Philip is a case in point; Philip and his friend Thomas, too, the man we call "Doubting Thomas," as if we were not ourselves wracked with uncertainty and doubt half the time. "Have I been with you so long," Jesus says in a voice full of wonder, "and yet you do not know me?" Not just Philip and Thomas, but all the disciples, at one time or another, side by side with Jesus for months on end, walking and talking together day after day, they don't really seem to have done all that much better than we do when it came to faith and fidelity to faith. We sometimes envy them their advantage. Surely there would be no doubt in my heart if I could have seen him, heard his voice. But a lot of people saw and heard a lot of Jesus without becoming believers. Enough so that it was possible to put him to death without causing too much of a ruckus. Life just kind of went on, for many people, more or less unchanged. And his closest friends, the men who saw him every day, did not linger long when the soldiers came.

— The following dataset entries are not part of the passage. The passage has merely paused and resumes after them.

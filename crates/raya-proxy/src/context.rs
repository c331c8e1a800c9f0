//! Startup wiring of the proxy engine
//!
//! An [`AspectContext`] is built once and handed to every component that
//! needs the registry, the proxy machine or the copier.
//!
//! ```rust,ignore
//! let context = AspectContext::builder()
//!     .config(EngineConfig::from_file(Path::new("proxy.toml"))?)
//!     .advisor(logging_advisor)
//!     .build();
//! let service = context.processor().process(service, "service");
//! ```

use std::fmt;
use std::sync::Arc;

use crate::aop::Advisor;
use crate::config::EngineConfig;
use crate::error::ProxyResult;
use crate::model::{AccessPolicy, Object};
use crate::proxy::{AutowireProvider, CachingProxyMachine, FieldCopier, ProxyMachine};
use crate::selection::{AdvisorRegistry, AspectAwareProcessor, ProxyProducerAspect};

/// Shared engine state
pub struct AspectContext {
    config: EngineConfig,
    access: Arc<AccessPolicy>,
    registry: Arc<AdvisorRegistry>,
    machine: Arc<CachingProxyMachine>,
    copier: Arc<FieldCopier>,
    producers: ProxyProducerAspect,
    processor: AspectAwareProcessor,
}

impl AspectContext {
    pub fn builder() -> AspectContextBuilder {
        AspectContextBuilder::default()
    }

    pub fn config(&self) -> &EngineConfig {
        &self.config
    }

    /// Access policy used for field copies
    pub fn access(&self) -> &Arc<AccessPolicy> {
        &self.access
    }

    pub fn registry(&self) -> &Arc<AdvisorRegistry> {
        &self.registry
    }

    pub fn machine(&self) -> &Arc<CachingProxyMachine> {
        &self.machine
    }

    pub fn copier(&self) -> &Arc<FieldCopier> {
        &self.copier
    }

    /// Wrap-on-return aspect; its advisor is already registered
    pub fn producers(&self) -> &ProxyProducerAspect {
        &self.producers
    }

    /// Post-processor for aspect-aware objects
    pub fn processor(&self) -> &AspectAwareProcessor {
        &self.processor
    }

    /// Proxy `object` with the advisors that apply to its class, if any
    pub fn proxy(&self, object: &Object) -> ProxyResult<Option<Object>> {
        self.processor.proxy(object)
    }
}

impl fmt::Debug for AspectContext {
    fn fmt(&self, f: &mut fmt::Formatter<'_>) -> fmt::Result {
        f.debug_struct("AspectContext")
            .field("config", &self.config)
            .field("advisors", &self.registry.len())
            .field("proxy_types", &self.machine.cached_type_count())
            .finish()
    }
}

/// Builder for [`AspectContext`]
#[derive(Default)]
pub struct AspectContextBuilder {
    config: EngineConfig,
    autowire: Option<Arc<dyn AutowireProvider>>,
    advisors: Vec<Advisor>,
}

impl AspectContextBuilder {
    pub fn config(mut self, config: EngineConfig) -> Self {
        self.config = config;
        self
    }

    /// Provider used for autowired proxy construction
    pub fn autowire(mut self, provider: Arc<dyn AutowireProvider>) -> Self {
        self.autowire = Some(provider);
        self
    }

    /// Register an advisor at startup
    pub fn advisor(mut self, advisor: Advisor) -> Self {
        self.advisors.push(advisor);
        self
    }

    pub fn build(self) -> AspectContext {
        let access = Arc::new(AccessPolicy::from_config(&self.config.access));
        let registry = Arc::new(AdvisorRegistry::new());
        let machine = Arc::new(CachingProxyMachine::new(&self.config.proxy, self.autowire));
        let copier = Arc::new(FieldCopier::new(Arc::clone(&access)));
        let dyn_machine: Arc<dyn ProxyMachine> = machine.clone();

        let producers = ProxyProducerAspect::new(
            Arc::clone(&registry),
            Arc::clone(&dyn_machine),
            Arc::clone(&copier),
            self.config.producer,
        );
        registry.register(producers.advisor());
        registry.register_all(self.advisors);

        let processor =
            AspectAwareProcessor::new(Arc::clone(&registry), dyn_machine, Arc::clone(&copier));

        tracing::debug!(
            advisors = registry.len(),
            policy = ?self.config.proxy.override_policy,
            "aspect context ready"
        );

        AspectContext {
            config: self.config,
            access,
            registry,
            machine,
            copier,
            producers,
            processor,
        }
    }
}

impl fmt::Debug for AspectContextBuilder {
    fn fmt(&self, f: &mut fmt::Formatter<'_>) -> fmt::Result {
        f.debug_struct("AspectContextBuilder")
            .field("config", &self.config)
            .field("autowire", &self.autowire.is_some())
            .field("advisors", &self.advisors.len())
            .finish()
    }
}

#[cfg(test)]
mod tests {
    use super::*;
    use crate::aop::MethodNamePointcut;
    use crate::model::AccessPermission;
    use crate::selection::PRODUCER_ADVISOR;

    #[test]
    fn test_build_registers_producer_advisor_first() {
        let context = AspectContext::builder()
            .advisor(Advisor::around("a", MethodNamePointcut::new("run"), |jp| jp.proceed()))
            .build();

        let names: Vec<_> = context
            .registry()
            .all()
            .iter()
            .map(|a| a.name().to_string())
            .collect();
        assert_eq!(names, vec![PRODUCER_ADVISOR.to_string(), "a".to_string()]);
        assert_eq!(context.machine().cached_type_count(), 0);
    }

    #[test]
    fn test_access_policy_from_config() {
        let config = EngineConfig::from_str("[access.fields]\n\"Account.balance\" = \"NONE\"").unwrap();
        let context = AspectContext::builder().config(config).build();

        assert_eq!(context.access().resolve("Account", "balance"), AccessPermission::NONE);
        assert_eq!(context.access().resolve("Account", "owner"), AccessPermission::ALL);
        assert!(Arc::ptr_eq(context.copier().policy(), context.access()));
    }
}
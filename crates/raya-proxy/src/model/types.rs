//! Runtime type information for parameters, returns and fields

use std::fmt;

use super::{ClassId, Value};

/// Type kind enumeration
#[derive(Debug, Clone, Copy, PartialEq, Eq, Hash)]
pub enum TypeKind {
    /// Accepts any value
    Any,
    /// No value (method returns nothing)
    Void,
    /// Boolean
    Bool,
    /// Integer
    Int,
    /// Float
    Float,
    /// String
    String,
    /// Class types
    Class,
}

/// Runtime type information
#[derive(Debug, Clone, PartialEq, Eq, Hash)]
pub struct TypeInfo {
    /// Type kind
    pub kind: TypeKind,
    /// Type name
    pub name: String,
    /// Class ID (for class types)
    pub class_id: Option<ClassId>,
}

impl TypeInfo {
    fn primitive(kind: TypeKind, name: &str) -> Self {
        Self {
            kind,
            name: name.to_string(),
            class_id: None,
        }
    }

    /// The `any` type
    pub fn any() -> Self {
        Self::primitive(TypeKind::Any, "any")
    }

    /// The `void` type
    pub fn void() -> Self {
        Self::primitive(TypeKind::Void, "void")
    }

    /// The `boolean` type
    pub fn bool() -> Self {
        Self::primitive(TypeKind::Bool, "boolean")
    }

    /// The `int` type
    pub fn int() -> Self {
        Self::primitive(TypeKind::Int, "int")
    }

    /// The `float` type
    pub fn float() -> Self {
        Self::primitive(TypeKind::Float, "float")
    }

    /// The `string` type
    pub fn string() -> Self {
        Self::primitive(TypeKind::String, "string")
    }

    /// Create a class type info
    pub fn class(name: &str, class_id: ClassId) -> Self {
        Self {
            kind: TypeKind::Class,
            name: name.to_string(),
            class_id: Some(class_id),
        }
    }

    /// Check if this is `void`
    pub fn is_void(&self) -> bool {
        self.kind == TypeKind::Void
    }

    /// Value a field of this type holds before anything is assigned
    ///
    /// Primitives start at their zero value; everything else starts null.
    pub fn default_value(&self) -> Value {
        match self.kind {
            TypeKind::Bool => Value::Bool(false),
            TypeKind::Int => Value::Int(0),
            TypeKind::Float => Value::Float(0.0),
            _ => Value::Null,
        }
    }

    /// Check whether `value` is assignable to this type
    ///
    /// Null is assignable to `any`, `string` and class types. Class types
    /// accept instances of the class itself or of any subclass.
    pub fn accepts(&self, value: &Value) -> bool {
        match (self.kind, value) {
            (TypeKind::Any, _) => true,
            (TypeKind::Void, _) => false,
            (TypeKind::String | TypeKind::Class, Value::Null) => true,
            (TypeKind::Bool, Value::Bool(_)) => true,
            (TypeKind::Int, Value::Int(_)) => true,
            (TypeKind::Float, Value::Float(_)) => true,
            (TypeKind::String, Value::Str(_)) => true,
            (TypeKind::Class, Value::Object(obj)) => match self.class_id {
                Some(id) => obj.class().is_subclass_of(id),
                None => false,
            },
            _ => false,
        }
    }
}

impl fmt::Display for TypeInfo {
    fn fmt(&self, f: &mut fmt::Formatter<'_>) -> fmt::Result {
        write!(f, "{}", self.name)
    }
}

#[cfg(test)]
mod tests {
    use super::*;

    #[test]
    fn test_primitive_acceptance() {
        assert!(TypeInfo::int().accepts(&Value::from(3)));
        assert!(!TypeInfo::int().accepts(&Value::from(3.0)));
        assert!(TypeInfo::string().accepts(&Value::from("x")));
        assert!(TypeInfo::string().accepts(&Value::Null));
        assert!(!TypeInfo::bool().accepts(&Value::Null));
        assert!(TypeInfo::any().accepts(&Value::from(false)));
        assert!(!TypeInfo::void().accepts(&Value::Null));
    }

    #[test]
    fn test_default_values_are_assignable() {
        assert_eq!(TypeInfo::int().default_value(), Value::Int(0));
        assert_eq!(TypeInfo::bool().default_value(), Value::Bool(false));
        assert_eq!(TypeInfo::string().default_value(), Value::Null);
        for ty in [TypeInfo::int(), TypeInfo::float(), TypeInfo::bool(), TypeInfo::string()] {
            assert!(ty.accepts(&ty.default_value()), "{} rejects its default", ty);
        }
    }

    #[test]
    fn test_display_uses_name() {
        assert_eq!(TypeInfo::float().to_string(), "float");
    }
}
//! Advisor selection and the policies deciding which objects get proxied

mod lifecycle;
mod producer;
mod registry;

pub use lifecycle::{AspectAwareProcessor, ASPECT_AWARE};
pub use producer::{Exclusion, ProducerPolicy, ProxyProducerAspect, PRODUCER_ADVISOR};
pub use registry::AdvisorRegistry;
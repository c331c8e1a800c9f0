//! Compute-once cache of synthesized types
//!
//! Each key maps to a shared cell. The shard lock is held only long enough to
//! fetch or create the cell; generation runs on the cell, so concurrent
//! first-time lookups of one key wait for a single generator while other keys
//! proceed independently.

use std::fmt;
use std::sync::Arc;

use dashmap::DashMap;
use once_cell::sync::OnceCell;

use crate::model::ClassId;

/// Thread-safe cache keyed by class
pub struct TypeCache<T> {
    entries: DashMap<ClassId, Arc<OnceCell<Arc<T>>>>,
}

impl<T> TypeCache<T> {
    /// Create a new empty type cache
    pub fn new() -> Self {
        Self {
            entries: DashMap::new(),
        }
    }

    /// Look up a generated value
    pub fn find(&self, key: ClassId) -> Option<Arc<T>> {
        self.entries
            .get(&key)
            .and_then(|cell| cell.get().cloned())
    }

    /// Return the cached value, generating it on first use
    ///
    /// A failed generation stores nothing; the next call retries.
    pub fn find_or_insert<E, F>(&self, key: ClassId, generate: F) -> Result<Arc<T>, E>
    where
        F: FnOnce() -> Result<T, E>,
    {
        if let Some(found) = self.find(key) {
            return Ok(found);
        }
        let cell = Arc::clone(&*self.entries.entry(key).or_default());
        cell.get_or_try_init(|| generate().map(Arc::new))
            .map(Arc::clone)
    }

    /// Number of generated entries
    pub fn len(&self) -> usize {
        self.entries
            .iter()
            .filter(|entry| entry.value().get().is_some())
            .count()
    }

    pub fn is_empty(&self) -> bool {
        self.len() == 0
    }
}

impl<T> Default for TypeCache<T> {
    fn default() -> Self {
        Self::new()
    }
}

impl<T> fmt::Debug for TypeCache<T> {
    fn fmt(&self, f: &mut fmt::Formatter<'_>) -> fmt::Result {
        f.debug_struct("TypeCache").field("len", &self.len()).finish()
    }
}

#[cfg(test)]
mod tests {
    use super::*;
    use std::sync::atomic::{AtomicUsize, Ordering};
    use std::sync::Barrier;
    use std::thread;

    #[test]
    fn test_generates_once() {
        let cache = TypeCache::new();
        let key = ClassId::next();
        let calls = AtomicUsize::new(0);

        for _ in 0..3 {
            let value = cache
                .find_or_insert::<(), _>(key, || {
                    calls.fetch_add(1, Ordering::SeqCst);
                    Ok(42)
                })
                .unwrap();
            assert_eq!(*value, 42);
        }
        assert_eq!(calls.load(Ordering::SeqCst), 1);
        assert_eq!(cache.len(), 1);
    }

    #[test]
    fn test_failure_leaves_key_empty() {
        let cache: TypeCache<u32> = TypeCache::new();
        let key = ClassId::next();

        assert!(cache.find_or_insert(key, || Err("nope")).is_err());
        assert!(cache.find(key).is_none());
        assert!(cache.is_empty());

        let value = cache.find_or_insert::<&str, _>(key, || Ok(7)).unwrap();
        assert_eq!(*value, 7);
    }

    #[test]
    fn test_concurrent_first_lookup() {
        let cache = Arc::new(TypeCache::new());
        let key = ClassId::next();
        let calls = Arc::new(AtomicUsize::new(0));
        let barrier = Arc::new(Barrier::new(8));

        let handles: Vec<_> = (0..8)
            .map(|_| {
                let cache = Arc::clone(&cache);
                let calls = Arc::clone(&calls);
                let barrier = Arc::clone(&barrier);
                thread::spawn(move || {
                    barrier.wait();
                    cache
                        .find_or_insert::<(), _>(key, || {
                            calls.fetch_add(1, Ordering::SeqCst);
                            thread::sleep(std::time::Duration::from_millis(20));
                            Ok(String::from("generated"))
                        })
                        .unwrap()
                })
            })
            .collect();

        let results: Vec<Arc<String>> = handles.into_iter().map(|h| h.join().unwrap()).collect();
        assert_eq!(calls.load(Ordering::SeqCst), 1);
        assert!(results.iter().all(|r| Arc::ptr_eq(r, &results[0])));
    }

    #[test]
    fn test_distinct_keys() {
        let cache = TypeCache::new();
        let a = cache.find_or_insert::<(), _>(ClassId::next(), || Ok(1)).unwrap();
        let b = cache.find_or_insert::<(), _>(ClassId::next(), || Ok(2)).unwrap();
        assert_ne!(*a, *b);
        assert_eq!(cache.len(), 2);
    }
}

So it has always been difficult to have faith. Even for people like Philip and Thomas, whom we now revere as saints. It has always involved some work. It's not just us people have always found it hard to believe. The world has always tugged at our sleeves and whispered its cynical discouragements in our ears. Life has always taught things other than faith in a God who holds its disappointments in a loving and powerful hand. From the beginning, people have had to decide whether or not they choose to walk along the road with that God or by themselves.
Nothing could be more useless than for people of faith to turn their backs on the present age and try to live in an earlier one. History moves only forward, and human beings live in history. God contains all of human history, and each era provides its own ways of drawing closer to God.
Our task is to find the way for our age, not that of another. If we are faithful and attentive, it cannot be that we will not know God in our way, in our day. For after all, why would God wish to hide from the children for whom so much has been spent?